La situation économique ne cesse de se dégrader. Dans cette situation est-il encore possible de dégager des moyens supplémentaires pour l’Ecole ? Ou partagez-vous l’idée que le pays fait un très grand effort pour l’Ecole et qu’il est mal récompensé en retour ?

J’ai une très grande ambition pour l’Ecole, que la droite a tant abîmée depuis 5 ans. Je veux refonder notre système éducatif aujourd’hui en crise, retrouver l’école de la République, celle qui instruit les élèves, leur transmet des savoirs, des compétences et des valeurs, contribue à leur insertion citoyenne, sociale et professionnelle. Il faut fixer un cap et des priorités pour rendre notre école à la fois plus égalitaire et plus efficace.

Avec la saignée que connaît aujourd’hui l’éducation nationale – 80 000 postes en moins sur la mandature, on ne peut pas laisser dire que notre pays fait un « très grand effort » pour son école. Justifier, comme le fait le ministre de l’éducation nationale, les suppressions de postes par la situation d’il y a vingt ans est totalement absurde ! La réalité, c’est que la part de l’éducation dans le budget de l’Etat ne cesse de décroître, et cela a évidemment des conséquences sur la qualité de l’offre éducative. Ce sont les élèves et les territoires les plus fragiles qui en font les frais, et cela, je ne l’accepte pas.

Il faut être clair : je ne crois pas que l’on puisse réformer l’école à moyens constants et il faut assumer que nous investirons davantage qu’aujourd’hui dans les secteurs qui préparent notre avenir.

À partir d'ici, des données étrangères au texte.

//! Scheduler error types.

use std::fmt;

use thiserror::Error;

use corespace_state::{RequestId, ResourceKind, StateError};

use crate::probe::ProbeError;

/// Why capacity-based admission found no host.
#[derive(Debug, Clone, PartialEq, Eq)]
pub enum NoValidHostReason {
    /// Cluster-wide committed disk would exceed shared-storage capacity.
    InsufficientSpace { required_gb: u64, available_gb: i64 },
    /// The first candidate in load order was already over its ceiling.
    OverCeiling { kind: ResourceKind },
    /// Another admission claimed the chosen host's room first.
    Contended { host: String },
    /// The candidate list ran out without a live host.
    NoLiveHost,
}

impl fmt::Display for NoValidHostReason {
    fn fmt(&self, f: &mut fmt::Formatter<'_>) -> fmt::Result {
        match self {
            Self::InsufficientSpace {
                required_gb,
                available_gb,
            } => write!(
                f,
                "not enough space: {required_gb}GB committed, {available_gb}GB available"
            ),
            Self::OverCeiling { kind } => match kind {
                ResourceKind::Compute => f.write_str("all hosts have too many cores"),
                ResourceKind::Volume => f.write_str("all hosts have too many gigabytes"),
                ResourceKind::Network => f.write_str("all hosts have too many networks"),
            },
            Self::Contended { host } => {
                write!(f, "host {host} was claimed by a concurrent placement")
            }
            Self::NoLiveHost => f.write_str(
                "unable to locate a host for this request; is the appropriate service running?",
            ),
        }
    }
}

/// Errors that can occur while scheduling a request.
#[derive(Debug, Error)]
pub enum SchedulerError {
    #[error("will not schedule: host {host} is not alive")]
    WillNotSchedule { host: String },

    #[error("no valid host: {0}")]
    NoValidHost(NoValidHostReason),

    #[error("{kind} request not found: {id}")]
    RequestNotFound { kind: ResourceKind, id: RequestId },

    #[error("registry error: {0}")]
    Registry(#[from] StateError),

    #[error("capacity probe error: {0}")]
    Probe(#[from] ProbeError),
}

impl SchedulerError {
    /// The rejection class reported to the caller.
    pub fn reason_class(&self) -> &'static str {
        match self {
            Self::WillNotSchedule { .. } => "will_not_schedule",
            Self::NoValidHost(_) => "no_valid_host",
            Self::RequestNotFound { .. } | Self::Registry(_) | Self::Probe(_) => "infrastructure",
        }
    }

    /// Whether the failure came from the registry or the probe rather than
    /// from an admission decision.
    pub fn is_infrastructure(&self) -> bool {
        self.reason_class() == "infrastructure"
    }
}

pub type SchedulerResult<T> = Result<T, SchedulerError>;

Il faudra notamment arrêter immédiatement de supprimer des postes, et procéder à des recrutements d’enseignants et d’autres professionnels supplémentaires. Il y a des redéploiements possibles, et même indispensables. Si on veut qu’ils soient efficaces, les moyens nouveaux devront aller là où c’est réellement prioritaire : il faut mieux doter l’école primaire dont toutes les études et comparaisons internationales nous disent qu’elle est le parent pauvre de notre système, pour que tous les enfants maîtrisent les savoirs et les compétences fondamentales – la lecture, l’écriture, le calcul – en étant familiers de l’informatique et de l’anglais. Il faut relancer l’éducation prioritaire en ciblant davantage les moyens, pour que partout sur le territoire, les élèves aient une chance réelle de réussir à l’école. Aujourd’hui, être en Zep ne garantit même plus un nombre réduit d’élèves par classe ! Mais il faudra aussi des moyens pour rétablir une vraie formation professionnelle des enseignants, ainsi que pour revaloriser leur métier et leurs salaires.

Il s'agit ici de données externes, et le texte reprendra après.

use corespace_state::{ResourceKind, ServiceRecord, StateStore};
use serde_json::json;

use super::epoch_secs;

pub fn register(store: &StateStore, host: &str, kind: ResourceKind) -> anyhow::Result<()> {
    let now = epoch_secs();
    let created_at = store
        .get_service(host, kind)?
        .map_or(now, |existing| existing.created_at);
    store.put_service(&ServiceRecord {
        host: host.to_string(),
        kind,
        disabled: false,
        last_heartbeat: now,
        created_at,
    })?;
    println!("✓ Registered {kind} service on {host}");
    Ok(())
}

pub fn heartbeat(store: &StateStore, host: &str, kind: ResourceKind) -> anyhow::Result<()> {
    if !store.heartbeat(host, kind)? {
        anyhow::bail!("no {kind} service registered on {host}");
    }
    Ok(())
}

pub fn disable(store: &StateStore, host: &str, kind: ResourceKind) -> anyhow::Result<()> {
    let Some(mut service) = store.get_service(host, kind)? else {
        anyhow::bail!("no {kind} service registered on {host}");
    };
    service.disabled = true;
    store.put_service(&service)?;
    println!("✓ Disabled {kind} service on {host}");
    Ok(())
}

pub fn list(store: &StateStore, kind: ResourceKind) -> anyhow::Result<()> {
    let services: Vec<_> = store
        .list_services(kind)?
        .into_iter()
        .map(|service| {
            json!({
                "host": service.host,
                "kind": service.kind,
                "disabled": service.disabled,
                "alive": store.service_is_up(&service),
                "last_heartbeat": service.last_heartbeat,
            })
        })
        .collect();
    println!("{}", serde_json::to_string_pretty(&services)?);
    Ok(())
}
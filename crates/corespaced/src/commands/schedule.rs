use corespace_scheduler::{Placement, PlacementScheduler, Route, SchedulerResult};

/// Exit status for a request the scheduler turned down.
const EXIT_REJECTED: i32 = 2;

pub fn report(outcome: SchedulerResult<Placement>) -> anyhow::Result<()> {
    match outcome {
        Ok(placement) => {
            let route = match placement.route {
                Route::ZoneBound => "zone pin",
                Route::CapacityBound => "capacity",
            };
            println!("✓ Placed on {} (by {route})", placement.host);
            Ok(())
        }
        Err(e) if e.is_infrastructure() => Err(e.into()),
        Err(e) => {
            eprintln!("✗ {}: {e}", e.reason_class());
            std::process::exit(EXIT_REJECTED);
        }
    }
}

pub fn capacity(scheduler: &PlacementScheduler) -> anyhow::Result<()> {
    let snapshot = scheduler.capacity_snapshot()?;
    println!("raw:                 {}GB", snapshot.probe.raw_gb);
    println!("reserved images:     {}GB", snapshot.probe.reserved_image_gb);
    println!("image corpus:        {}GB", snapshot.probe.image_corpus_gb);
    println!("available:           {}GB", snapshot.available_gb());
    println!("committed instances: {}GB", snapshot.committed_instance_gb);
    println!("committed volumes:   {}GB", snapshot.committed_volume_gb);
    Ok(())
}
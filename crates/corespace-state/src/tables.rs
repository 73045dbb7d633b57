//! redb table definitions for the corespace registry.
//!
//! Each table uses `&str` keys and `&[u8]` values (JSON-serialized domain types).

use redb::TableDefinition;

/// Service records keyed by `{kind}:{host}`.
pub const SERVICES: TableDefinition<&str, &[u8]> = TableDefinition::new("services");

/// Instance records keyed by instance id.
pub const INSTANCES: TableDefinition<&str, &[u8]> = TableDefinition::new("instances");

/// Volume records keyed by volume id.
pub const VOLUMES: TableDefinition<&str, &[u8]> = TableDefinition::new("volumes");

/// Network records keyed by network id.
pub const NETWORKS: TableDefinition<&str, &[u8]> = TableDefinition::new("networks");
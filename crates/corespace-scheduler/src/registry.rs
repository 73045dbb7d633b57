//! The registry contract the scheduler reads from and claims through.
//!
//! [`StateStore`] is the production implementation. The trait stays narrow
//! so a scheduler can also run against a registry living elsewhere.

use corespace_state::{
    Candidate, PlacementRequest, Reservation, ResourceKind, StateResult, StateStore,
};

pub trait Registry {
    /// Look up a pending request of the given kind.
    fn placement_request(
        &self,
        kind: ResourceKind,
        id: &str,
    ) -> StateResult<Option<PlacementRequest>>;

    /// Hosts offering `kind` with their current load, ascending by load.
    fn sorted_candidates(&self, kind: ResourceKind) -> StateResult<Vec<Candidate>>;

    /// Whether `host` runs a live service of `kind`.
    fn is_alive(&self, host: &str, kind: ResourceKind) -> StateResult<bool>;

    fn committed_instance_disk_gb(&self) -> StateResult<u64>;

    fn committed_volume_disk_gb(&self) -> StateResult<u64>;

    /// Assign without checking any ceiling.
    fn stamp_assignment(
        &self,
        kind: ResourceKind,
        request_id: &str,
        host: &str,
        at: u64,
    ) -> StateResult<()>;

    /// Assign only if the reservation's ceilings still hold, atomically with
    /// respect to every other reservation. Returns false if they do not.
    fn reserve(&self, reservation: &Reservation) -> StateResult<bool>;
}

impl Registry for StateStore {
    fn placement_request(
        &self,
        kind: ResourceKind,
        id: &str,
    ) -> StateResult<Option<PlacementRequest>> {
        self.get_request(kind, id)
    }

    fn sorted_candidates(&self, kind: ResourceKind) -> StateResult<Vec<Candidate>> {
        StateStore::sorted_candidates(self, kind)
    }

    fn is_alive(&self, host: &str, kind: ResourceKind) -> StateResult<bool> {
        StateStore::is_alive(self, host, kind)
    }

    fn committed_instance_disk_gb(&self) -> StateResult<u64> {
        StateStore::committed_instance_disk_gb(self)
    }

    fn committed_volume_disk_gb(&self) -> StateResult<u64> {
        StateStore::committed_volume_disk_gb(self)
    }

    fn stamp_assignment(
        &self,
        kind: ResourceKind,
        request_id: &str,
        host: &str,
        at: u64,
    ) -> StateResult<()> {
        StateStore::stamp_assignment(self, kind, request_id, host, at)
    }

    fn reserve(&self, reservation: &Reservation) -> StateResult<bool> {
        StateStore::reserve(self, reservation)
    }
}
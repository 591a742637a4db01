//! Classification errors

use crate::nonconformance::Cause;
use jmlok_source::SourceError;
use std::path::PathBuf;
use thiserror::Error;

/// Result type for classification operations
pub type CategorizeResult<T> = Result<T, CategorizeError>;

/// Errors raised while classifying nonconformances
#[derive(Debug, Error)]
pub enum CategorizeError {
    /// A record only ever gets one cause
    #[error("cause already assigned: {0}")]
    CauseAlreadyAssigned(Cause),

    /// A cause was assigned before the method calling signature was known
    #[error("method calling signature of {0} has not been resolved")]
    SignatureUnresolved(String),

    /// IO error while reading a configuration file
    #[error("IO error reading {}: {1}", .0.display())]
    ConfigIo(PathBuf, #[source] std::io::Error),

    /// The configuration file is not valid TOML for [`crate::Config`]
    #[error("invalid configuration {}: {1}", .0.display())]
    ConfigParse(PathBuf, #[source] toml::de::Error),

    /// The source tree could not be opened
    #[error(transparent)]
    Source(#[from] SourceError),
}
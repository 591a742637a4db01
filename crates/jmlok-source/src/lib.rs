//! JMLOK Source Model
//!
//! Locates classes of the analyzed tree on disk, parses them, resolves
//! their supertypes and memoizes the result for the rest of the run.

pub mod cache;
pub mod error;
pub mod model;
pub mod provider;
pub mod registry;

pub use cache::ClassCache;
pub use error::{SourceError, SourceResult};
pub use model::{package_of, qualify, simple_name, ClassModel};
pub use provider::{FileSystemProvider, SourceModelProvider};
pub use registry::ClassRegistry;

use serde::{Deserialize, Serialize};
use std::fmt;
use std::path::PathBuf;
use std::str::FromStr;

/// Which contract-aware compiler the analyzed project targets. Decides the
/// file suffixes of separate specification files.
#[derive(Debug, Clone, Copy, PartialEq, Eq, Default, Serialize, Deserialize)]
#[serde(rename_all = "lowercase")]
pub enum CompilerKind {
    Jmlc,
    #[default]
    OpenJml,
}

impl fmt::Display for CompilerKind {
    fn fmt(&self, f: &mut fmt::Formatter<'_>) -> fmt::Result {
        match self {
            CompilerKind::Jmlc => f.write_str("jmlc"),
            CompilerKind::OpenJml => f.write_str("openjml"),
        }
    }
}

impl FromStr for CompilerKind {
    type Err = String;

    fn from_str(s: &str) -> Result<Self, Self::Err> {
        match s.to_ascii_lowercase().as_str() {
            "jmlc" => Ok(CompilerKind::Jmlc),
            "openjml" => Ok(CompilerKind::OpenJml),
            other => Err(format!("unknown compiler '{}', expected jmlc or openjml", other)),
        }
    }
}

/// Where the sources and specifications live
#[derive(Debug, Clone, PartialEq)]
pub struct ProviderConfig {
    pub source_root: PathBuf,
    pub spec_root: PathBuf,
    pub compiler_kind: CompilerKind,
}

impl ProviderConfig {
    /// Specifications default to living next to the sources
    pub fn new(source_root: impl Into<PathBuf>) -> Self {
        let source_root = source_root.into();
        Self {
            spec_root: source_root.clone(),
            source_root,
            compiler_kind: CompilerKind::default(),
        }
    }

    pub fn with_spec_root(mut self, spec_root: impl Into<PathBuf>) -> Self {
        self.spec_root = spec_root.into();
        self
    }

    pub fn with_compiler(mut self, compiler_kind: CompilerKind) -> Self {
        self.compiler_kind = compiler_kind;
        self
    }
}
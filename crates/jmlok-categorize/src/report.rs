//! Report view of classified nonconformances

use crate::nonconformance::Nonconformance;
use serde::{Deserialize, Serialize};

/// One nonconformance in the shape downstream report writers expect
#[derive(Debug, Clone, PartialEq, Serialize, Deserialize)]
#[serde(rename_all = "camelCase")]
pub struct ReportEntry {
    pub package: String,
    pub class: String,
    pub method: String,
    #[serde(rename = "type")]
    pub kind: String,
    pub likely_cause: String,
    pub stack_trace: String,
    pub test: TestInfo,
}

#[derive(Debug, Clone, PartialEq, Serialize, Deserialize)]
#[serde(rename_all = "camelCase")]
pub struct TestInfo {
    pub test_name: String,
    pub test_file: String,
    pub message: String,
}

impl From<&Nonconformance> for ReportEntry {
    fn from(record: &Nonconformance) -> Self {
        Self {
            package: record.package_name.clone(),
            class: record.class_name.clone(),
            method: record.method_name.clone(),
            kind: record.category.to_string(),
            likely_cause: record.cause().map(|c| c.to_string()).unwrap_or_default(),
            stack_trace: render_stack_trace(&record.stack_trace_order),
            test: TestInfo {
                test_name: record.test_name.clone(),
                test_file: record.test_file.clone(),
                message: record.raw_diagnostic.clone(),
            },
        }
    }
}

/// Report entries for a batch, in order
pub fn report(records: &[Nonconformance]) -> Vec<ReportEntry> {
    records.iter().map(ReportEntry::from).collect()
}

/// ```text
/// Error appeared in bank.Account.withdraw
/// ----> at bank.Teller.serve
/// ```
pub fn render_stack_trace(order: &[String]) -> String {
    let mut out = String::new();
    let mut frames = order.iter();
    if let Some(first) = frames.next() {
        out.push_str("Error appeared in ");
        out.push_str(first);
        out.push('\n');
    }
    for frame in frames {
        out.push_str("----> at ");
        out.push_str(frame);
        out.push('\n');
    }
    out
}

Les travaux de l’OCDE montrent que les salaires des enseignants ont relativement diminué depuis 1995 et qu’ils sont bas par rapport aux pays voisins. Là aussi qu’est-ce qui peut être fait ? Avec quelles exigences en retour ? Comment rendre le métier à nouveau attractif ?

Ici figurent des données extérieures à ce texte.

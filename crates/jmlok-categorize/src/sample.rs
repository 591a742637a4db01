//! Sample line of the revealing test

use crate::nonconformance::Nonconformance;
use std::fs;
use std::path::Path;
use tracing::debug;

/// The test line that revealed a nonconformance, with how often the same
/// text occurs earlier in its test method
#[derive(Debug, Clone, Default, PartialEq, Eq)]
pub struct SampleLine {
    pub text: String,
    pub occurrences: usize,
}

/// Read line `line_in_test` of the record's test file under `test_dir`.
///
/// `occurrences` counts the non-overlapping matches of that line in the
/// text of the test method that precedes it, from the line after
/// `public void <testName>()`. A missing file or line gives an empty sample.
pub fn sample_line(test_dir: &Path, record: &Nonconformance) -> SampleLine {
    let path = test_dir.join(&record.test_file);
    let contents = match fs::read_to_string(&path) {
        Ok(contents) => contents,
        Err(e) => {
            debug!(path = %path.display(), error = %e, "test file not readable");
            return SampleLine::default();
        }
    };

    let header = format!("public void {}()", record.test_name);
    let mut in_test = false;
    let mut preceding = String::new();

    for (index, line) in contents.lines().enumerate() {
        if line.contains(&header) {
            in_test = true;
        } else if index + 1 == record.line_in_test {
            return SampleLine {
                text: line.to_string(),
                occurrences: count_matches(&preceding, line),
            };
        } else if in_test {
            preceding.push_str(line);
        }
    }

    SampleLine::default()
}

fn count_matches(haystack: &str, needle: &str) -> usize {
    if haystack.is_empty() || needle.is_empty() {
        0
    } else {
        haystack.matches(needle).count()
    }
}
//! Class registry
//!
//! Lists every class of the analyzed tree and, from there, every declared
//! `pkg.Class.method`. Stack trace reconstruction only keeps frames found
//! in that list.

use crate::error::{SourceError, SourceResult};
use crate::provider::SourceModelProvider;
use smol_str::SmolStr;
use std::path::{Path, PathBuf};
use tracing::{debug, warn};
use walkdir::WalkDir;

/// Fully-qualified names of every `.java` file under a source root
#[derive(Debug, Clone, Default)]
pub struct ClassRegistry {
    root: PathBuf,
    /// Sorted
    classes: Vec<SmolStr>,
}

impl ClassRegistry {
    /// Walk `root` and collect `pkg.Class` for each `pkg/Class.java`.
    /// Entries that cannot be read are skipped.
    pub fn scan(root: &Path) -> SourceResult<Self> {
        if !root.is_dir() {
            return Err(SourceError::MissingRoot(root.to_path_buf()));
        }

        let mut classes = Vec::new();
        for entry in WalkDir::new(root).follow_links(false).into_iter() {
            let entry = match entry {
                Ok(entry) => entry,
                Err(e) => {
                    warn!(root = %root.display(), error = %e, "skipping unreadable entry");
                    continue;
                }
            };
            let path = entry.path();
            if !entry.file_type().is_file() || path.extension().map_or(true, |ext| ext != "java") {
                continue;
            }
            if let Some(name) = class_name_for(root, path) {
                classes.push(SmolStr::new(name));
            }
        }

        classes.sort();
        classes.dedup();
        debug!(root = %root.display(), classes = classes.len(), "scanned source tree");

        Ok(Self {
            root: root.to_path_buf(),
            classes,
        })
    }

    pub fn root(&self) -> &Path {
        &self.root
    }

    pub fn classes(&self) -> &[SmolStr] {
        &self.classes
    }

    pub fn contains(&self, name: &str) -> bool {
        self.classes
            .binary_search_by(|probe| probe.as_str().cmp(name))
            .is_ok()
    }

    pub fn len(&self) -> usize {
        self.classes.len()
    }

    pub fn is_empty(&self) -> bool {
        self.classes.is_empty()
    }

    /// `pkg.Class.method` for every declared method and constructor of every
    /// resolvable class. Constructors are listed as `pkg.Class.<init>`.
    pub fn method_names<P>(&self, provider: &mut P) -> Vec<String>
    where
        P: SourceModelProvider + ?Sized,
    {
        let mut names = Vec::new();
        for class in &self.classes {
            let Some(model) = provider.resolve_class(class) else {
                continue;
            };
            for method in &model.decl.methods {
                let method_name = if method.is_constructor() {
                    jmlok_ast::CONSTRUCTOR_NAME
                } else {
                    method.name.node.as_str()
                };
                names.push(format!("{}.{}", class, method_name));
            }
        }
        names
    }
}

/// `root/a/b/C.java` becomes `a.b.C`
fn class_name_for(root: &Path, path: &Path) -> Option<String> {
    let relative = path.strip_prefix(root).ok()?.with_extension("");
    let parts: Vec<&str> = relative
        .components()
        .map(|c| c.as_os_str().to_str())
        .collect::<Option<_>>()?;
    if parts.is_empty() {
        None
    } else {
        Some(parts.join("."))
    }
}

On ne peut pas à la fois vouloir que la France soit une grande nation éducative et accepter d’avoir des enseignants parmi les plus mal payés et les moins reconnus d’Europe. Ce n’est pas un hasard si le nombre de candidats aux concours de recrutement s’effondre. Il faut que les meilleurs étudiants retrouvent l’envie et la vocation d’enseigner. Pour cela, je veux à la fois – je m’y engage – revaloriser le métier d’enseignant si discrédité, si méprisé par le pouvoir depuis des années, et aussi adapter les missions à l’école d’aujourd’hui. Il faut redonner du sens au métier, favoriser le travail en équipe et l’autonomie pédagogique, donner le temps aux enseignants de suivre chaque élève, de recevoir les familles…

La revalorisation, cela passe évidemment par les salaires – il faudra, je le dis, les augmenter – mais pas uniquement. La première des revalorisations, c’est de redire – après le désastre de la masterisation telle qu’imposée par le gouvernement– qu’être enseignant est un métier qui s’apprend, tout au long de carrière. La réforme que je conduirai reposera sur trois principes : une formation équilibrée entre les savoirs disciplinaires et la formation professionnelle, un concours plus tôt et une entrée progressive dans le métier.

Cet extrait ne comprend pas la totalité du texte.